Ilja Ehrenburg's portrait from 1929
Ilja Ehrenburg's portrait from 1929 (Photo by ullstein bild via Getty Images)

How did the project begin?

As early as 1942, the Jewish Anti-Fascist Committee (JAC) in the Soviet Union expressed a wish to collect and publish evidence of Nazi anti-Semitism. Of the 6 million who ultimately perished in the Holocaust, a third were in eastern Europe; stories of brutal treatment and mass killings were rampant. After the war shifted in favour of the Allies in 1943, plans for such a publication got underway, with Ehrenburg and Grossman appointed as editors.

Who were Ilya Ehrenburg and Vasily Grossman?

Both born to Jewish families in Soviet Ukraine and both prominent war correspondents, the two men were dogged in the compiling of material for the Black Book. Ehrenburg, a former Bolshevik as a teenager, had been a journalist in World War I, and witnessed the Russian Revolution, civil war and anti-Semitic pogroms. Having spent years in western Europe, he returned to the Soviet Union after World War II broke out and became a prolific and much-admired newspaper reporter.

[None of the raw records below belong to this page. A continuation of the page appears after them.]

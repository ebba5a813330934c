use std::sync::atomic::{AtomicBool, Ordering};
use std::sync::{Arc, Mutex};

use async_trait::async_trait;
use dino_core::model::{GameSummary, GameType, PlayerProfile, Tier};
use dino_core::time::fixed_now;
use services::{
    Answer, AppServices, Clock, GameLoopService, SessionError, SoundEffect, SoundEffects,
};
use storage::repository::{
    GameSummaryRepository, GameSummaryRow, InMemoryRepository, ProfileRepository, StorageError,
};

#[derive(Default)]
struct RecordingSound {
    played: Mutex<Vec<SoundEffect>>,
}

impl RecordingSound {
    fn played(&self) -> Vec<SoundEffect> {
        self.played.lock().unwrap().clone()
    }
}

impl SoundEffects for RecordingSound {
    fn play(&self, effect: SoundEffect) {
        self.played.lock().unwrap().push(effect);
    }

    fn start_music(&self) {}

    fn stop_music(&self) {}
}

/// Summary store whose first append fails.
struct FlakySummaries {
    inner: InMemoryRepository,
    failed_once: AtomicBool,
}

#[async_trait]
impl GameSummaryRepository for FlakySummaries {
    async fn append_summary(&self, summary: &GameSummary) -> Result<i64, StorageError> {
        if !self.failed_once.swap(true, Ordering::SeqCst) {
            return Err(StorageError::Connection("disk unplugged".into()));
        }
        self.inner.append_summary(summary).await
    }

    async fn get_summary(&self, id: i64) -> Result<GameSummary, StorageError> {
        self.inner.get_summary(id).await
    }

    async fn list_summaries(
        &self,
        game: Option<GameType>,
        limit: u32,
    ) -> Result<Vec<GameSummaryRow>, StorageError> {
        self.inner.list_summaries(game, limit).await
    }
}

#[tokio::test]
async fn game_loop_plays_sounds_and_persists_results() {
    let repo = InMemoryRepository::new();
    repo.save_profile(&PlayerProfile::explorer()).await.unwrap();
    let sound = Arc::new(RecordingSound::default());
    let loop_svc = GameLoopService::new(
        Clock::fixed(fixed_now()),
        Arc::new(repo.clone()),
        Arc::new(repo.clone()),
        sound.clone(),
    )
    .with_seed(42);

    let mut session = loop_svc
        .start_session(GameType::Math, Tier::Intermediate)
        .await
        .unwrap();
    let mut answered = 0;
    let last = loop {
        let answer = if answered % 2 == 0 {
            Answer::Selected(session.question().correct_answer_text())
        } else {
            Answer::TimedOut
        };
        answered += 1;
        let outcome = loop_svc.answer(&mut session, answer).await.unwrap();
        match outcome.continuation {
            Some(token) => loop_svc.advance(&mut session, token).unwrap(),
            None => break outcome,
        }
    };

    // correct, wrong, correct, wrong, correct, wrong: third wrong ends it
    assert_eq!(answered, 6);
    assert_eq!(last.state.lives(), 0);
    assert_eq!(last.state.current_score(), 60);
    let reward = last.reward.expect("reward applied");
    assert_eq!(reward.stars.value(), 1);

    let played = sound.played();
    assert_eq!(played.first(), Some(&SoundEffect::Click));
    assert_eq!(played.last(), Some(&SoundEffect::Achievement));
    assert_eq!(
        played.iter().filter(|e| **e == SoundEffect::Wrong).count(),
        3
    );

    let profile = repo.get_profile().await.unwrap().unwrap();
    assert_eq!(profile.star_total(), 1);
    assert_eq!(profile.high_score(GameType::Math), 60);
    assert_eq!(profile.last_played(), Some(GameType::Math));

    let summary_id = last.summary_id.expect("summary persisted");
    let summary = repo.get_summary(summary_id).await.unwrap();
    assert_eq!(summary.correct(), 3);
    assert_eq!(summary.wrong(), 3);
}

#[tokio::test]
async fn failed_summary_write_can_be_retried_without_double_reward() {
    let repo = InMemoryRepository::new();
    repo.save_profile(&PlayerProfile::explorer()).await.unwrap();
    let summaries = Arc::new(FlakySummaries {
        inner: repo.clone(),
        failed_once: AtomicBool::new(false),
    });
    let loop_svc = GameLoopService::new(
        Clock::fixed(fixed_now()),
        Arc::new(repo.clone()),
        summaries,
        Arc::new(RecordingSound::default()),
    )
    .with_seed(7);

    let mut session = loop_svc
        .start_session(GameType::Math, Tier::Beginner)
        .await
        .unwrap();
    let err = loop {
        let answer = Answer::Selected(session.question().correct_answer_text());
        match loop_svc.answer(&mut session, answer).await {
            Ok(outcome) => {
                let token = outcome.continuation.expect("session still running");
                loop_svc.advance(&mut session, token).unwrap();
            }
            Err(err) => break err,
        }
    };
    assert!(matches!(err, SessionError::Storage(_)));
    assert!(session.is_complete());
    assert!(session.reward().is_some());
    assert!(session.summary_id().is_none());

    let id = loop_svc.finalize(&mut session).await.unwrap();
    assert_eq!(loop_svc.finalize(&mut session).await.unwrap(), id);

    let profile = repo.get_profile().await.unwrap().unwrap();
    assert_eq!(profile.star_total(), 3);
    assert_eq!(repo.list_summaries(None, 10).await.unwrap().len(), 1);
}

#[tokio::test]
async fn app_services_wire_sound_settings_into_the_board() {
    let services = AppServices::in_memory(Clock::fixed(fixed_now()))
        .await
        .unwrap();
    assert!(!services.sound().settings().muted());
    services.sound_settings().toggle_mute().await.unwrap();
    assert!(services.sound().settings().muted());

    let profile = services.profiles().ensure_profile().await.unwrap();
    assert_eq!(profile.display_name(), "Dino Explorer");
    assert!(services.history().list_recent(None, 5).await.unwrap().is_empty());
}

#[tokio::test]
async fn fresh_install_play_through_rewards_the_default_explorer() {
    let services = AppServices::in_memory(Clock::fixed(fixed_now()))
        .await
        .unwrap();
    assert!(services.profiles().overview().await.unwrap().is_none());

    let game_loop = services.game_loop();
    let mut session = services
        .start_game(GameType::Math, Tier::Beginner)
        .await
        .unwrap();
    let last = loop {
        let text = session.question().correct_answer_text();
        let outcome = game_loop
            .answer(&mut session, Answer::Selected(text))
            .await
            .unwrap();
        match outcome.continuation {
            Some(token) => game_loop.advance(&mut session, token).unwrap(),
            None => break outcome,
        }
    };
    assert_eq!(last.reward.unwrap().stars.value(), 3);

    let store = services.profiles().load().await.unwrap();
    let profile = store.profile().unwrap();
    assert_eq!(profile.display_name(), "Dino Explorer");
    assert_eq!(profile.star_total(), 3);
    assert_eq!(profile.high_score(GameType::Math), 100);
}
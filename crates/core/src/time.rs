use chrono::{DateTime, Duration, Utc};

/// Source of "now" for services, swappable for a frozen instant in tests.
#[derive(Debug, Clone, Copy, Default)]
pub enum Clock {
    #[default]
    System,
    Fixed(DateTime<Utc>),
}

impl Clock {
    /// Clock backed by the system time.
    #[must_use]
    pub fn system() -> Self {
        Self::System
    }

    /// Clock frozen at `at`.
    #[must_use]
    pub fn fixed(at: DateTime<Utc>) -> Self {
        Self::Fixed(at)
    }

    #[must_use]
    pub fn now(&self) -> DateTime<Utc> {
        match self {
            Clock::System => Utc::now(),
            Clock::Fixed(t) => *t,
        }
    }

    /// Moves a fixed clock forward. A system clock is left untouched.
    pub fn advance(&mut self, delta: Duration) {
        if let Clock::Fixed(t) = self {
            *t += delta;
        }
    }

    #[must_use]
    pub fn is_fixed(&self) -> bool {
        matches!(self, Clock::Fixed(_))
    }
}

/// Deterministic timestamp for tests (2023-11-14T22:13:20Z).
pub const FIXED_TEST_TIMESTAMP: i64 = 1_700_000_000;

/// Returns the deterministic test instant.
///
/// # Panics
///
/// Panics if the fixed timestamp cannot be represented.
#[must_use]
pub fn fixed_now() -> DateTime<Utc> {
    DateTime::<Utc>::from_timestamp(FIXED_TEST_TIMESTAMP, 0)
        .expect("fixed timestamp should be valid")
}

/// Returns a `Clock` frozen at [`fixed_now`].
#[must_use]
pub fn fixed_clock() -> Clock {
    Clock::fixed(fixed_now())
}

Vasily Grossman with the Red Army in Schwerin, Germany, 1945.
Vasily Grossman with the Red Army in Schwerin, Germany, 1945. (Photo by Alamy)

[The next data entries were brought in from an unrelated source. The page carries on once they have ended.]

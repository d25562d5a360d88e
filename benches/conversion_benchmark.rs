use criterion::{black_box, criterion_group, criterion_main, BenchmarkId, Criterion};

use coord_processor::converters::{decimal_to_dms, dms_to_decimal, format_pair, ConversionPolicy};
use coord_processor::models::{Axis, LocationRow};
use coord_processor::parsers::DmsParser;
use coord_processor::processors::{BatchMapper, Direction};

// Create test rows spread across both hemispheres
fn create_test_rows(count: usize) -> Vec<LocationRow> {
    (0..count)
        .map(|i| {
            let latitude = -89.0 + (i as f64 * 0.37) % 178.0;
            let longitude = -179.0 + (i as f64 * 0.73) % 358.0;
            let policy = ConversionPolicy::default();
            let lat_dms = decimal_to_dms(latitude, Axis::Latitude).unwrap();
            let lon_dms = decimal_to_dms(longitude, Axis::Longitude).unwrap();
            LocationRow::new(Some(format_pair(&lat_dms, &lon_dms, &policy)), None, None)
        })
        .collect()
}

fn benchmark_parsing(c: &mut Criterion) {
    let parser = DmsParser::new();

    c.bench_function("parse_pair", |b| {
        b.iter(|| parser.parse_pair(black_box("34°22'05.6\"S 71°01'53.0\"W")))
    });
}

fn benchmark_conversion(c: &mut Criterion) {
    c.bench_function("decimal_to_dms", |b| {
        b.iter(|| decimal_to_dms(black_box(-34.36822222), Axis::Latitude))
    });

    let dms = decimal_to_dms(-34.36822222, Axis::Latitude).unwrap();
    c.bench_function("dms_to_decimal", |b| b.iter(|| dms_to_decimal(black_box(&dms))));
}

fn benchmark_batch_mapping(c: &mut Criterion) {
    let mut group = c.benchmark_group("batch_mapping");

    for size in [100, 1000, 10000] {
        let rows = create_test_rows(size);
        let mapper = BatchMapper::new();

        group.bench_with_input(BenchmarkId::new("text_to_decimal", size), &rows, |b, rows| {
            b.iter(|| mapper.map_rows(black_box(rows), Direction::TextToDecimal))
        });
    }

    group.finish();
}

criterion_group!(
    benches,
    benchmark_parsing,
    benchmark_conversion,
    benchmark_batch_mapping
);
criterion_main!(benches);
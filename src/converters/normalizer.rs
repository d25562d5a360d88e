use crate::error::{ProcessingError, Result};
use crate::models::DmsValue;
use crate::parsers::RawDms;
use crate::utils::constants::SECONDS_SCALE;

/// Round a seconds value to the canonical external precision of one
/// decimal digit.
pub fn round_seconds(seconds: f64) -> f64 {
    (seconds * SECONDS_SCALE).round() / SECONDS_SCALE
}

/// Validate raw DMS fields and resolve rounding overflow by carry
/// propagation: seconds reaching 60 carry into minutes, minutes reaching 60
/// carry into degrees. A post-carry degree value outside the axis bound is
/// an error. Re-applying to already-normalized input is a no-op.
pub fn normalize(raw: RawDms) -> Result<DmsValue> {
    let mut seconds = round_seconds(raw.seconds);
    let mut minutes = raw.minutes;
    let mut degrees = raw.degrees;

    // Tolerantly parsed input may carry more than one full minute or hour
    // in the lower fields
    while seconds >= 60.0 {
        seconds = round_seconds(seconds - 60.0);
        minutes += 1;
    }

    while minutes >= 60 {
        minutes -= 60;
        degrees += 1;
    }

    let axis = raw.hemisphere.axis();
    let max = axis.max_degrees();
    if degrees > max || (degrees == max && (minutes > 0 || seconds > 0.0)) {
        return Err(ProcessingError::OutOfRange(format!(
            "{}°{:02}'{:04.1}\"{} exceeds the {} bound of {}°",
            degrees,
            minutes,
            seconds,
            raw.hemisphere.letter(),
            axis.name(),
            max
        )));
    }

    Ok(DmsValue::new(degrees, minutes, seconds, raw.hemisphere))
}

Grossman had initially trained as a chemical engineer, but turned to writing in the 1930s. He became a frontline journalist for the newspaper Red Star, covering the battles of Moscow, Stalingrad, Kursk and, eventually, Berlin, and became one of the very first reporters to write about Nazi concentration camps. Of Treblinka, he would describe how “the earth ejects crushed bones, teeth, bits of paper and clothing; it refuses to keep its awful secret. These things emerge from the unhealed wounds in the earth.”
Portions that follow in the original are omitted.